(Recorded data Opens)

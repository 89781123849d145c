use std::fmt;

use rstar::{RTree, primitives::GeomWithData};
use serde::{Deserialize, Serialize};
use strum_macros::{Display, EnumIter};

/// A point in degree space. Distances are plain Euclidean over (lat, long).
#[derive(Debug, Copy, Clone, PartialEq, Default, Serialize, Deserialize)]
pub struct Coord {
    pub lat: f64,
    pub long: f64,
}

impl Coord {
    pub fn new(lat: f64, long: f64) -> Self {
        Self { lat, long }
    }

    pub fn distance(&self, other: &Coord) -> f64 {
        self.distance_2(other).sqrt()
    }

    pub fn distance_2(&self, other: &Coord) -> f64 {
        let d_lat = self.lat - other.lat;
        let d_long = self.long - other.long;
        d_lat * d_lat + d_long * d_long
    }

    fn as_point(&self) -> [f64; 2] {
        [self.lat, self.long]
    }
}

impl fmt::Display for Coord {
    fn fmt(&self, f: &mut fmt::Formatter<'_>) -> fmt::Result {
        write!(f, "{:.4}, {:.4}", self.lat, self.long)
    }
}

/// Degrees to kilometres with the flat ~111 km per degree approximation.
pub fn to_km(degrees: f64, km_per_degree: f64) -> f64 {
    degrees * km_per_degree
}

/// Evenly spaced values over `[start, stop]`, both endpoints included.
pub fn linspace(start: f64, stop: f64, count: usize) -> Vec<f64> {
    match count {
        0 => Vec::new(),
        1 => vec![start],
        _ => {
            let step = (stop - start) / (count - 1) as f64;
            (0..count).map(|i| start + step * i as f64).collect()
        }
    }
}

#[derive(Debug, Copy, Clone, PartialEq, Serialize, Deserialize)]
pub struct BoundingBox {
    pub lat_min: f64,
    pub lat_max: f64,
    pub long_min: f64,
    pub long_max: f64,
}

impl BoundingBox {
    pub const fn new(lat_min: f64, lat_max: f64, long_min: f64, long_max: f64) -> Self {
        Self {
            lat_min,
            lat_max,
            long_min,
            long_max,
        }
    }

    /// Smallest box holding every coordinate, `None` when there are none.
    pub fn around<'a>(coords: impl IntoIterator<Item = &'a Coord>) -> Option<Self> {
        coords.into_iter().fold(None, |bounds, c| {
            Some(match bounds {
                None => Self::new(c.lat, c.lat, c.long, c.long),
                Some(b) => Self::new(
                    b.lat_min.min(c.lat),
                    b.lat_max.max(c.lat),
                    b.long_min.min(c.long),
                    b.long_max.max(c.long),
                ),
            })
        })
    }

    pub fn contains(&self, c: &Coord) -> bool {
        self.lat_min <= c.lat && c.lat <= self.lat_max && self.long_min <= c.long && c.long <= self.long_max
    }

    pub fn padded(&self, pad: f64) -> Self {
        Self::new(
            self.lat_min - pad,
            self.lat_max + pad,
            self.long_min - pad,
            self.long_max + pad,
        )
    }

    pub fn lat_span(&self) -> f64 {
        self.lat_max - self.lat_min
    }

    pub fn long_span(&self) -> f64 {
        self.long_max - self.long_min
    }
}

#[derive(Debug, Copy, Clone, PartialEq, Eq, Hash, EnumIter, Display, Serialize, Deserialize)]
pub enum Region {
    Baku,
    Regions,
}

impl Region {
    pub fn classify(c: &Coord, baku_city: &BoundingBox) -> Self {
        if baku_city.contains(c) {
            Region::Baku
        } else {
            Region::Regions
        }
    }
}

const BAKU_CITY: BoundingBox = BoundingBox::new(40.3, 40.5, 49.7, 50.0);
const ABSHERON: BoundingBox = BoundingBox::new(40.2, 40.6, 49.5, 50.3);

/// Coarse geographic zones of Azerbaijan, checked in declaration order.
#[derive(Debug, Copy, Clone, PartialEq, Eq, Hash, EnumIter, Display, Serialize, Deserialize)]
pub enum Zone {
    #[strum(to_string = "Baku City")]
    #[serde(rename = "Baku City")]
    BakuCity,
    Absheron,
    North,
    Northwest,
    Central,
    South,
    West,
    Other,
}

impl Zone {
    pub fn classify(c: &Coord) -> Self {
        let (lat, long) = (c.lat, c.long);
        if BAKU_CITY.contains(c) {
            Zone::BakuCity
        } else if ABSHERON.contains(c) {
            Zone::Absheron
        } else if lat > 41.0 {
            Zone::North
        } else if lat > 40.5 && long < 48.5 {
            Zone::Northwest
        } else if (40.0..=40.8).contains(&lat) && (47.0..49.5).contains(&long) {
            Zone::Central
        } else if lat < 39.0 {
            Zone::South
        } else if long < 46.0 {
            Zone::West
        } else {
            Zone::Other
        }
    }
}

type IndexedPoint = GeomWithData<[f64; 2], usize>;

/// R-tree over coordinates, answering with the position each coordinate had
/// in the slice it was built from.
#[derive(Debug)]
pub struct SpatialIndex {
    tree: RTree<IndexedPoint>,
}

impl SpatialIndex {
    pub fn new(coords: &[Coord]) -> Self {
        let points = coords
            .iter()
            .enumerate()
            .map(|(idx, c)| GeomWithData::new(c.as_point(), idx))
            .collect();
        Self {
            tree: RTree::bulk_load(points),
        }
    }

    pub fn len(&self) -> usize {
        self.tree.size()
    }

    pub fn is_empty(&self) -> bool {
        self.tree.size() == 0
    }

    /// Closest indexed coordinate and its distance.
    pub fn nearest(&self, query: &Coord) -> Option<(usize, f64)> {
        let point = query.as_point();
        self.tree
            .nearest_neighbor_iter_with_distance_2(&point)
            .next()
            .map(|(found, distance_2)| (found.data, distance_2.sqrt()))
    }

    /// Every indexed coordinate at distance `<= radius`, closest first.
    pub fn within(&self, query: &Coord, radius: f64) -> Vec<(usize, f64)> {
        let point = query.as_point();
        let radius_2 = radius * radius;
        self.tree
            .nearest_neighbor_iter_with_distance_2(&point)
            .take_while(|(_, distance_2)| *distance_2 <= radius_2)
            .map(|(found, distance_2)| (found.data, distance_2.sqrt()))
            .collect()
    }

    /// Number of indexed coordinates with `0 < distance < radius`.
    pub fn count_strictly_within(&self, query: &Coord, radius: f64) -> usize {
        self.within(query, radius)
            .into_iter()
            .filter(|&(_, d)| d > 0.0 && d < radius)
            .count()
    }
}

#[cfg(test)]
mod tests {
    use super::*;

    #[test]
    fn linspace_includes_both_endpoints() {
        let axis = linspace(40.3, 40.65, 8);
        assert_eq!(axis.len(), 8);
        assert!((axis[0] - 40.3).abs() < 1e-12);
        assert!((axis[7] - 40.65).abs() < 1e-12);
        assert_eq!(linspace(1.0, 2.0, 1), vec![1.0]);
        assert!(linspace(1.0, 2.0, 0).is_empty());
    }

    #[test]
    fn box_bounds_are_inclusive() {
        let b = BoundingBox::new(40.3, 40.5, 49.7, 50.0);
        assert!(b.contains(&Coord::new(40.3, 49.7)));
        assert!(b.contains(&Coord::new(40.5, 50.0)));
        assert!(!b.contains(&Coord::new(40.51, 49.8)));
    }

    #[test]
    fn zones_follow_priority_order() {
        assert_eq!(Zone::classify(&Coord::new(40.4, 49.85)), Zone::BakuCity);
        assert_eq!(Zone::classify(&Coord::new(40.58, 49.63)), Zone::Absheron);
        assert_eq!(Zone::classify(&Coord::new(41.36, 48.51)), Zone::North);
        assert_eq!(Zone::classify(&Coord::new(40.68, 46.36)), Zone::Northwest);
        assert_eq!(Zone::classify(&Coord::new(40.37, 47.12)), Zone::Central);
        assert_eq!(Zone::classify(&Coord::new(38.75, 48.85)), Zone::South);
        assert_eq!(Zone::classify(&Coord::new(39.2, 45.41)), Zone::West);
        assert_eq!(Zone::classify(&Coord::new(39.93, 48.92)), Zone::Other);
        assert_eq!(Zone::BakuCity.to_string(), "Baku City");
    }

    #[test]
    fn region_uses_configured_box() {
        let baku = BoundingBox::new(40.3, 40.5, 49.7, 50.0);
        assert_eq!(Region::classify(&Coord::new(40.4, 49.9), &baku), Region::Baku);
        assert_eq!(Region::classify(&Coord::new(40.6, 49.9), &baku), Region::Regions);
    }

    #[test]
    fn index_answers_nearest_and_radius_queries() {
        let coords = [
            Coord::new(0.0, 0.0),
            Coord::new(0.0, 0.05),
            Coord::new(0.0, 0.5),
            Coord::new(2.0, 2.0),
        ];
        let index = SpatialIndex::new(&coords);
        assert_eq!(index.len(), 4);

        let (idx, d) = index.nearest(&Coord::new(0.3, 0.0)).unwrap();
        assert_eq!(idx, 0);
        assert!((d - 0.3).abs() < 1e-12);

        let near: Vec<usize> = index
            .within(&Coord::new(0.0, 0.0), 0.5)
            .into_iter()
            .map(|(i, _)| i)
            .collect();
        assert_eq!(near, vec![0, 1, 2]);

        // self at distance 0 and the point exactly on the radius are excluded
        assert_eq!(index.count_strictly_within(&Coord::new(0.0, 0.0), 0.5), 1);
    }

    #[test]
    fn empty_index_has_no_neighbours() {
        let index = SpatialIndex::new(&[]);
        assert!(index.is_empty());
        assert!(index.nearest(&Coord::new(1.0, 1.0)).is_none());
        assert!(index.within(&Coord::new(1.0, 1.0), 10.0).is_empty());
    }
}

(Recorded data Closes)

*Assignment*
From the entries above, print the lines beginning at the one with "pub fn classify(c: &Coord, baku_city: &BoundingBox)" and stopping after the one with "if lat > 41.0", exactly as written and with nothing else.

*Result of this exercise*
    pub fn classify(c: &Coord, baku_city: &BoundingBox) -> Self {
        if baku_city.contains(c) {
            Region::Baku
        } else {
            Region::Regions
        }
    }
}

const BAKU_CITY: BoundingBox = BoundingBox::new(40.3, 40.5, 49.7, 50.0);
const ABSHERON: BoundingBox = BoundingBox::new(40.2, 40.6, 49.5, 50.3);

/// Coarse geographic zones of Azerbaijan, checked in declaration order.
#[derive(Debug, Copy, Clone, PartialEq, Eq, Hash, EnumIter, Display, Serialize, Deserialize)]
pub enum Zone {
    #[strum(to_string = "Baku City")]
    #[serde(rename = "Baku City")]
    BakuCity,
    Absheron,
    North,
    Northwest,
    Central,
    South,
    West,
    Other,
}

impl Zone {
    pub fn classify(c: &Coord) -> Self {
        let (lat, long) = (c.lat, c.long);
        if BAKU_CITY.contains(c) {
            Zone::BakuCity
        } else if ABSHERON.contains(c) {
            Zone::Absheron
        } else if lat > 41.0 {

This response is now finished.